• Aim of the exercise
Return all of the material exactly; no line may be dropped.
***** Excerpted records *****
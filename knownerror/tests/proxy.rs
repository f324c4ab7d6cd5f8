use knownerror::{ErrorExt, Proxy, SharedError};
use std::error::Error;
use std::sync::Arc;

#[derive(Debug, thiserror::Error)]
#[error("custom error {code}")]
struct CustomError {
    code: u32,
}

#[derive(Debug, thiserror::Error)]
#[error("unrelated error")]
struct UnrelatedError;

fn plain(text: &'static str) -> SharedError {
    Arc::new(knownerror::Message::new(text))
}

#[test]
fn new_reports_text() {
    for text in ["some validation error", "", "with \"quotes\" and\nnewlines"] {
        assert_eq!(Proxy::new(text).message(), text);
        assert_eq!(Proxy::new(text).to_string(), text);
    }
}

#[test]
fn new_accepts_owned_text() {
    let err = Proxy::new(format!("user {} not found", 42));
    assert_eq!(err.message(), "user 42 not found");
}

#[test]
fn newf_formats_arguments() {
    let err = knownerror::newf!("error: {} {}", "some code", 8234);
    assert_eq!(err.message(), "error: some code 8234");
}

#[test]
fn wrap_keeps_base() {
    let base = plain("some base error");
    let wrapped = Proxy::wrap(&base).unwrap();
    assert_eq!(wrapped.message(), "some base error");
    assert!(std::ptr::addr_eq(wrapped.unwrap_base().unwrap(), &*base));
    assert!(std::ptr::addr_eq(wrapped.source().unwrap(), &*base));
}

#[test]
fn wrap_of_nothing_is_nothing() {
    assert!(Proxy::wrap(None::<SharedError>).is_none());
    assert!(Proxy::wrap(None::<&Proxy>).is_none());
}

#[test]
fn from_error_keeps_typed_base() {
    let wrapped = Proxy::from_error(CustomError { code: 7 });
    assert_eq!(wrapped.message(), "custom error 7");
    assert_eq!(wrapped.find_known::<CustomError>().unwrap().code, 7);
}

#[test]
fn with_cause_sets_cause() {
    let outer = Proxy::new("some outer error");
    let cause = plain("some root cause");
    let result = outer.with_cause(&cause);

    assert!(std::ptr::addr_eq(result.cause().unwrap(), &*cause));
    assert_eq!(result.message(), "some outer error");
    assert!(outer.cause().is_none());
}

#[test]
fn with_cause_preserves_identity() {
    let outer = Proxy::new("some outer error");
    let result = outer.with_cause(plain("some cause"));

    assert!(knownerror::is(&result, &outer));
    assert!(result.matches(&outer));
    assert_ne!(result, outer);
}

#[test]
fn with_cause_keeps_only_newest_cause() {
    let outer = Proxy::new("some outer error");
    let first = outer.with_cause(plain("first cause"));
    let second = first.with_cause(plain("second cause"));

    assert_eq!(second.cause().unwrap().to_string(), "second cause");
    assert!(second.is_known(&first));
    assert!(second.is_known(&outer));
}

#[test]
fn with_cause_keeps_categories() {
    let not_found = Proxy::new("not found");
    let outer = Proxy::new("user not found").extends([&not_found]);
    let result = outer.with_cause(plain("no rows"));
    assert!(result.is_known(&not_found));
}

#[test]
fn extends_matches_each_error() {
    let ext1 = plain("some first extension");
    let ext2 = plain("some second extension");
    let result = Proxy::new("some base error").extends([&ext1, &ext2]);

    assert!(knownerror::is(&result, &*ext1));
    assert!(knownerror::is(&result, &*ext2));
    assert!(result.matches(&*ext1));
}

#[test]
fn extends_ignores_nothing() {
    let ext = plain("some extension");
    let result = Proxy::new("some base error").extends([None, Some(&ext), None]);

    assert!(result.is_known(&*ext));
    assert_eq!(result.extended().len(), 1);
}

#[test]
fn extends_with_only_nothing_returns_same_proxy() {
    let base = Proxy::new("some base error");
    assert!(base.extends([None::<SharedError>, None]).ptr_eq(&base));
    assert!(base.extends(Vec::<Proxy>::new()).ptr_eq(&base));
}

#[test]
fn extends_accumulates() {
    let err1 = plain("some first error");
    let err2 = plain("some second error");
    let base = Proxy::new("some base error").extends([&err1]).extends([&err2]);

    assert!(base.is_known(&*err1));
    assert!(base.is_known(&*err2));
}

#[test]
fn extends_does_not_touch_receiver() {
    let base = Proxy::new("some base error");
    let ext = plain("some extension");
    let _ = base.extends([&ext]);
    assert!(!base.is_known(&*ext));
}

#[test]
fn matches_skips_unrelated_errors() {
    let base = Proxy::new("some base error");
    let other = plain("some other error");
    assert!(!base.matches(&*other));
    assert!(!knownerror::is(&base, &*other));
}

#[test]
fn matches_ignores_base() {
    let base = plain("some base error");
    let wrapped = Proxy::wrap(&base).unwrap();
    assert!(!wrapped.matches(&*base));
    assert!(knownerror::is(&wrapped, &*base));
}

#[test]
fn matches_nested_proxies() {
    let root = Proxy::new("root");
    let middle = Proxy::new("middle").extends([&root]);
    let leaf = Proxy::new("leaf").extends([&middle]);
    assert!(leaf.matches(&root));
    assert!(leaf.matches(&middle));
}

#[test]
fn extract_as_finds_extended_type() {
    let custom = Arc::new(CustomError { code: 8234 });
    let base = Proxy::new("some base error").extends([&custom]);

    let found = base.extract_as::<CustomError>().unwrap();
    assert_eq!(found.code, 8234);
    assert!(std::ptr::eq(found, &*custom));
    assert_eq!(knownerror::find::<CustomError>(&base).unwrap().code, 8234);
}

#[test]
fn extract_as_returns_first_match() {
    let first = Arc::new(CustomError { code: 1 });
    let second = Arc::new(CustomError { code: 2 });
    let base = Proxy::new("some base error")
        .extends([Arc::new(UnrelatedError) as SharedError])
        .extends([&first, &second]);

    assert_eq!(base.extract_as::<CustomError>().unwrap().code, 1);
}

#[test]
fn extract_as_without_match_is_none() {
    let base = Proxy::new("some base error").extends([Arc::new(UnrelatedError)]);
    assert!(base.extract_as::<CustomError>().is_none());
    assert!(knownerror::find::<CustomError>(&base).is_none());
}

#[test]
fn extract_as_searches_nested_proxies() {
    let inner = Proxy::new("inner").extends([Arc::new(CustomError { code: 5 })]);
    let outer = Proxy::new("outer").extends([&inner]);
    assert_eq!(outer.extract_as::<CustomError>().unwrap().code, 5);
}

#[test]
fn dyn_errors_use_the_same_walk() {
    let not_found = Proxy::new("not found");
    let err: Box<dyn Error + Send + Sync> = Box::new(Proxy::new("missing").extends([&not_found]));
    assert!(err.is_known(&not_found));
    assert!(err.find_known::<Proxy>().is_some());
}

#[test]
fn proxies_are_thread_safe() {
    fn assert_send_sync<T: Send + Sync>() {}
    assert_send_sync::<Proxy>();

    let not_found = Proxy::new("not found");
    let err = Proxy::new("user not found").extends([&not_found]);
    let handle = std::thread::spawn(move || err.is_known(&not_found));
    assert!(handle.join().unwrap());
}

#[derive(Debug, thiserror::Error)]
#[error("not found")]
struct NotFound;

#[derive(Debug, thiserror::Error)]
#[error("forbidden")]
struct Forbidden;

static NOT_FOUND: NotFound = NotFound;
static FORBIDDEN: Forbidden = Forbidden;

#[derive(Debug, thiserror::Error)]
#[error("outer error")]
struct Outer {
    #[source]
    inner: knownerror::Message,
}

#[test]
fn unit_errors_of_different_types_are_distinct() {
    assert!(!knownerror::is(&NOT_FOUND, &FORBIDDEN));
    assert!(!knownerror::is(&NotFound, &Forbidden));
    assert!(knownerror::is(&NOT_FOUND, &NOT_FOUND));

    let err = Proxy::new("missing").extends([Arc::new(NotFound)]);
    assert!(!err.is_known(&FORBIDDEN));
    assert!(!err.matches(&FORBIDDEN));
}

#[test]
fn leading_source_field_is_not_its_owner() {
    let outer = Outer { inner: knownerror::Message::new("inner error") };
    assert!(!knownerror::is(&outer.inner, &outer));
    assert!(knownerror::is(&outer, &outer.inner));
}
*****
• Exercise response
filename knownerror/tests/proxy.rs
repository f324c4ab7d6cd5f8
use knownerror::{ErrorExt, Proxy, SharedError};
use std::error::Error;
use std::sync::Arc;

#[derive(Debug, thiserror::Error)]
#[error("custom error {code}")]
struct CustomError {
    code: u32,
}

#[derive(Debug, thiserror::Error)]
#[error("unrelated error")]
struct UnrelatedError;

fn plain(text: &'static str) -> SharedError {
    Arc::new(knownerror::Message::new(text))
}

#[test]
fn new_reports_text() {
    for text in ["some validation error", "", "with \"quotes\" and\nnewlines"] {
        assert_eq!(Proxy::new(text).message(), text);
        assert_eq!(Proxy::new(text).to_string(), text);
    }
}

#[test]
fn new_accepts_owned_text() {
    let err = Proxy::new(format!("user {} not found", 42));
    assert_eq!(err.message(), "user 42 not found");
}

#[test]
fn newf_formats_arguments() {
    let err = knownerror::newf!("error: {} {}", "some code", 8234);
    assert_eq!(err.message(), "error: some code 8234");
}

#[test]
fn wrap_keeps_base() {
    let base = plain("some base error");
    let wrapped = Proxy::wrap(&base).unwrap();
    assert_eq!(wrapped.message(), "some base error");
    assert!(std::ptr::addr_eq(wrapped.unwrap_base().unwrap(), &*base));
    assert!(std::ptr::addr_eq(wrapped.source().unwrap(), &*base));
}

#[test]
fn wrap_of_nothing_is_nothing() {
    assert!(Proxy::wrap(None::<SharedError>).is_none());
    assert!(Proxy::wrap(None::<&Proxy>).is_none());
}

#[test]
fn from_error_keeps_typed_base() {
    let wrapped = Proxy::from_error(CustomError { code: 7 });
    assert_eq!(wrapped.message(), "custom error 7");
    assert_eq!(wrapped.find_known::<CustomError>().unwrap().code, 7);
}

#[test]
fn with_cause_sets_cause() {
    let outer = Proxy::new("some outer error");
    let cause = plain("some root cause");
    let result = outer.with_cause(&cause);

    assert!(std::ptr::addr_eq(result.cause().unwrap(), &*cause));
    assert_eq!(result.message(), "some outer error");
    assert!(outer.cause().is_none());
}

#[test]
fn with_cause_preserves_identity() {
    let outer = Proxy::new("some outer error");
    let result = outer.with_cause(plain("some cause"));

    assert!(knownerror::is(&result, &outer));
    assert!(result.matches(&outer));
    assert_ne!(result, outer);
}

#[test]
fn with_cause_keeps_only_newest_cause() {
    let outer = Proxy::new("some outer error");
    let first = outer.with_cause(plain("first cause"));
    let second = first.with_cause(plain("second cause"));

    assert_eq!(second.cause().unwrap().to_string(), "second cause");
    assert!(second.is_known(&first));
    assert!(second.is_known(&outer));
}

#[test]
fn with_cause_keeps_categories() {
    let not_found = Proxy::new("not found");
    let outer = Proxy::new("user not found").extends([&not_found]);
    let result = outer.with_cause(plain("no rows"));
    assert!(result.is_known(&not_found));
}

#[test]
fn extends_matches_each_error() {
    let ext1 = plain("some first extension");
    let ext2 = plain("some second extension");
    let result = Proxy::new("some base error").extends([&ext1, &ext2]);

    assert!(knownerror::is(&result, &*ext1));
    assert!(knownerror::is(&result, &*ext2));
    assert!(result.matches(&*ext1));
}

#[test]
fn extends_ignores_nothing() {
    let ext = plain("some extension");
    let result = Proxy::new("some base error").extends([None, Some(&ext), None]);

    assert!(result.is_known(&*ext));
    assert_eq!(result.extended().len(), 1);
}

#[test]
fn extends_with_only_nothing_returns_same_proxy() {
    let base = Proxy::new("some base error");
    assert!(base.extends([None::<SharedError>, None]).ptr_eq(&base));
    assert!(base.extends(Vec::<Proxy>::new()).ptr_eq(&base));
}

#[test]
fn extends_accumulates() {
    let err1 = plain("some first error");
    let err2 = plain("some second error");
    let base = Proxy::new("some base error").extends([&err1]).extends([&err2]);

    assert!(base.is_known(&*err1));
    assert!(base.is_known(&*err2));
}

#[test]
fn extends_does_not_touch_receiver() {
    let base = Proxy::new("some base error");
    let ext = plain("some extension");
    let _ = base.extends([&ext]);
    assert!(!base.is_known(&*ext));
}

#[test]
fn matches_skips_unrelated_errors() {
    let base = Proxy::new("some base error");
    let other = plain("some other error");
    assert!(!base.matches(&*other));
    assert!(!knownerror::is(&base, &*other));
}

#[test]
fn matches_ignores_base() {
    let base = plain("some base error");
    let wrapped = Proxy::wrap(&base).unwrap();
    assert!(!wrapped.matches(&*base));
    assert!(knownerror::is(&wrapped, &*base));
}

#[test]
fn matches_nested_proxies() {
    let root = Proxy::new("root");
    let middle = Proxy::new("middle").extends([&root]);
    let leaf = Proxy::new("leaf").extends([&middle]);
    assert!(leaf.matches(&root));
    assert!(leaf.matches(&middle));
}

#[test]
fn extract_as_finds_extended_type() {
    let custom = Arc::new(CustomError { code: 8234 });
    let base = Proxy::new("some base error").extends([&custom]);

    let found = base.extract_as::<CustomError>().unwrap();
    assert_eq!(found.code, 8234);
    assert!(std::ptr::eq(found, &*custom));
    assert_eq!(knownerror::find::<CustomError>(&base).unwrap().code, 8234);
}

#[test]
fn extract_as_returns_first_match() {
    let first = Arc::new(CustomError { code: 1 });
    let second = Arc::new(CustomError { code: 2 });
    let base = Proxy::new("some base error")
        .extends([Arc::new(UnrelatedError) as SharedError])
        .extends([&first, &second]);

    assert_eq!(base.extract_as::<CustomError>().unwrap().code, 1);
}

#[test]
fn extract_as_without_match_is_none() {
    let base = Proxy::new("some base error").extends([Arc::new(UnrelatedError)]);
    assert!(base.extract_as::<CustomError>().is_none());
    assert!(knownerror::find::<CustomError>(&base).is_none());
}

#[test]
fn extract_as_searches_nested_proxies() {
    let inner = Proxy::new("inner").extends([Arc::new(CustomError { code: 5 })]);
    let outer = Proxy::new("outer").extends([&inner]);
    assert_eq!(outer.extract_as::<CustomError>().unwrap().code, 5);
}

#[test]
fn dyn_errors_use_the_same_walk() {
    let not_found = Proxy::new("not found");
    let err: Box<dyn Error + Send + Sync> = Box::new(Proxy::new("missing").extends([&not_found]));
    assert!(err.is_known(&not_found));
    assert!(err.find_known::<Proxy>().is_some());
}

#[test]
fn proxies_are_thread_safe() {
    fn assert_send_sync<T: Send + Sync>() {}
    assert_send_sync::<Proxy>();

    let not_found = Proxy::new("not found");
    let err = Proxy::new("user not found").extends([&not_found]);
    let handle = std::thread::spawn(move || err.is_known(&not_found));
    assert!(handle.join().unwrap());
}

#[derive(Debug, thiserror::Error)]
#[error("not found")]
struct NotFound;

#[derive(Debug, thiserror::Error)]
#[error("forbidden")]
struct Forbidden;

static NOT_FOUND: NotFound = NotFound;
static FORBIDDEN: Forbidden = Forbidden;

#[derive(Debug, thiserror::Error)]
#[error("outer error")]
struct Outer {
    #[source]
    inner: knownerror::Message,
}

#[test]
fn unit_errors_of_different_types_are_distinct() {
    assert!(!knownerror::is(&NOT_FOUND, &FORBIDDEN));
    assert!(!knownerror::is(&NotFound, &Forbidden));
    assert!(knownerror::is(&NOT_FOUND, &NOT_FOUND));

    let err = Proxy::new("missing").extends([Arc::new(NotFound)]);
    assert!(!err.is_known(&FORBIDDEN));
    assert!(!err.matches(&FORBIDDEN));
}

#[test]
fn leading_source_field_is_not_its_owner() {
    let outer = Outer { inner: knownerror::Message::new("inner error") };
    assert!(!knownerror::is(&outer.inner, &outer));
    assert!(knownerror::is(&outer, &outer.inner));
}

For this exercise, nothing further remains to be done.